The goal of the Human Cortical Physiology and Neurorehabilitation Section's (HCPS) research program is to understand the mechanisms underlying plastic changes in the human central nervous system (CNS) and develop novel rehabilitation therapies for patients with CNS lesions, such as stroke, based upon these advances. Our work has focused on the human motor system to understand skill acquisition, memory formation, consolidation and reconsolidation and how these mechanisms can be manipulated for neurorehabilitation applications. Our group has a successful track-record of combining neuroimaging (i.e. – MEG, EEG or VASO layer-fMRI), closed-loop non-invasive brain stimulation (i.e. – TMS or TES) and behavioral neuroscience techniques to investigate this important area of research.

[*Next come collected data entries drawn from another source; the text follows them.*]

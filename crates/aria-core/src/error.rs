use http::StatusCode;
use serde::Serialize;

/// Trait for domain errors that can be converted to HTTP responses
///
/// Implemented by each feature crate's error type. The server layer
/// converts these into actual HTTP responses, keeping domain errors
/// decoupled from axum.
pub trait HttpError: std::error::Error {
    /// HTTP status code for this error
    fn status_code(&self) -> StatusCode;

    /// Machine-readable error type (e.g. `invalid_request_error`)
    fn error_type(&self) -> &str;

    /// Message safe to expose to API consumers
    fn client_message(&self) -> String;

    /// Request field that caused the error, if any
    fn param(&self) -> Option<&str> {
        None
    }

    /// Machine-readable error code, if any
    fn code(&self) -> Option<&str> {
        None
    }
}

/// OpenAI-style error envelope: `{"error": {...}}`
#[derive(Debug, Serialize)]
pub struct ErrorEnvelope {
    pub error: ErrorDetail,
}

/// Body of the error envelope
///
/// `param` and `code` are omitted from the serialized form when absent,
/// never emitted as null.
#[derive(Debug, Serialize)]
pub struct ErrorDetail {
    pub message: String,
    #[serde(rename = "type")]
    pub error_type: String,
    #[serde(skip_serializing_if = "Option::is_none")]
    pub param: Option<String>,
    #[serde(skip_serializing_if = "Option::is_none")]
    pub code: Option<String>,
}

impl ErrorEnvelope {
    /// Build the envelope for a domain error
    pub fn new<E: HttpError + ?Sized>(error: &E) -> Self {
        Self {
            error: ErrorDetail {
                message: error.client_message(),
                error_type: error.error_type().to_owned(),
                param: error.param().map(str::to_owned),
                code: error.code().map(str::to_owned),
            },
        }
    }

    /// Build an envelope from bare parts, for errors raised outside a
    /// domain error type (e.g. the auth gate)
    pub fn from_parts(message: impl Into<String>, error_type: impl Into<String>) -> Self {
        Self {
            error: ErrorDetail {
                message: message.into(),
                error_type: error_type.into(),
                param: None,
                code: None,
            },
        }
    }
}
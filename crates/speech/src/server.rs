use crate::prompt::build_prompt;
use crate::provider::SpeechBackend;
use crate::transcode::transcode;
use crate::types::{SpeechRequest, SpeechResponse};

/// Speech server that drives the request-to-audio pipeline
///
/// Holds the backend behind the narrow `SpeechBackend` seam; everything
/// else is per-request.
pub struct Server {
    backend: Box<dyn SpeechBackend>,
}

impl Server {
    pub fn new(backend: Box<dyn SpeechBackend>) -> Self {
        Self { backend }
    }

    /// Run the pipeline: prompt construction, generation, transcoding
    pub async fn synthesize(&self, request: &SpeechRequest) -> crate::error::Result<SpeechResponse> {
        tracing::info!(
            model = %request.model,
            voice = %request.voice,
            response_format = %request.response_format,
            speed = request.speed,
            input_len = request.input.len(),
            has_instructions = request.instructions.is_some(),
            "speech request received"
        );

        let prompt = build_prompt(request.instructions.as_deref(), request.speed, &request.input);

        let raw = self.backend.generate(&prompt, request.voice).await?;

        let audio = transcode(&raw, request.response_format).await?;

        tracing::info!(
            backend = self.backend.name(),
            response_format = %request.response_format,
            output_bytes = audio.len(),
            "speech request completed"
        );

        Ok(SpeechResponse {
            audio,
            content_type: request.response_format.content_type(),
        })
    }
}
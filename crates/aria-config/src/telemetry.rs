use serde::Deserialize;

/// Logging configuration
#[derive(Debug, Clone, Deserialize)]
#[serde(deny_unknown_fields)]
pub struct TelemetryConfig {
    /// Default log level directive, overridable via `RUST_LOG`
    #[serde(default = "default_log_level")]
    pub log_level: String,

    /// Emit logs as JSON lines instead of human-readable text
    #[serde(default)]
    pub json_logs: bool,
}

impl Default for TelemetryConfig {
    fn default() -> Self {
        Self {
            log_level: default_log_level(),
            json_logs: false,
        }
    }
}

fn default_log_level() -> String {
    "info".to_string()
}
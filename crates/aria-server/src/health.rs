use axum::Json;
use axum::response::IntoResponse;

/// Service name reported by the health endpoint
pub const SERVICE_NAME: &str = "aria";

/// Health check handler
pub async fn health_handler() -> impl IntoResponse {
    Json(serde_json::json!({
        "status": "healthy",
        "service": SERVICE_NAME,
    }))
}
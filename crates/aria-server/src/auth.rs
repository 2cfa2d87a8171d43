use std::sync::Arc;

use aria_config::AuthConfig;
use aria_core::ErrorEnvelope;
use axum::Json;
use axum::extract::Request;
use axum::middleware::Next;
use axum::response::{IntoResponse, Response};
use http::StatusCode;

/// Pre-condition gate in front of the speech pipeline
///
/// Requests on public paths pass through; everything else must carry a
/// bearer token that exactly matches one of the configured keys.
pub struct AuthGate {
    accepted_keys: Vec<String>,
    public_paths: Vec<String>,
}

impl AuthGate {
    pub fn new(config: &AuthConfig) -> Self {
        Self {
            accepted_keys: config.accepted_keys(),
            public_paths: config.public_paths.clone(),
        }
    }
}

/// Authenticate requests via API key
pub async fn auth_middleware(gate: Arc<AuthGate>, request: Request, next: Next) -> Response {
    let path = request.uri().path();

    if gate.public_paths.iter().any(|public| path.starts_with(public)) {
        return next.run(request).await;
    }

    let token = request
        .headers()
        .get(http::header::AUTHORIZATION)
        .and_then(|value| value.to_str().ok())
        .and_then(|value| value.strip_prefix("Bearer "))
        .filter(|token| !token.is_empty());

    let Some(token) = token else {
        tracing::warn!("request attempted without credentials");
        return unauthorized("API key is missing");
    };

    if !gate.accepted_keys.iter().any(|key| key == token) {
        tracing::warn!(key_prefix = %redact(token), "request attempted with invalid API key");
        return unauthorized("Invalid API key");
    }

    tracing::debug!("API key verification successful");
    next.run(request).await
}

fn unauthorized(message: &str) -> Response {
    (
        StatusCode::UNAUTHORIZED,
        [(http::header::WWW_AUTHENTICATE, "Bearer")],
        Json(ErrorEnvelope::from_parts(message, "invalid_request_error")),
    )
        .into_response()
}

/// Keep only a short prefix of a presented key for log lines
fn redact(key: &str) -> String {
    key.get(..8).map_or_else(|| "***".to_owned(), |prefix| format!("{prefix}..."))
}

Dr. Cohen received his M.D. from the University of Buenos Aires. He did his neurology residency at Georgetown University and received postdoctoral training in Clinical Neurophysiology at the Department of Neurology, University of California (Irvine) and in Motor Control and Movement Disorders at the Human Motor Control Section, NINDS.
In 1998, Dr. Cohen became chief of the Human Cortical Physiology Section, NINDS. He is a recipient of the prestigious Humboldt Award (Humboldt Foundation) and Barbro B Johansson Award in Stroke Recovery (World Stroke Organization), and is an elected member of the American Neurological Association.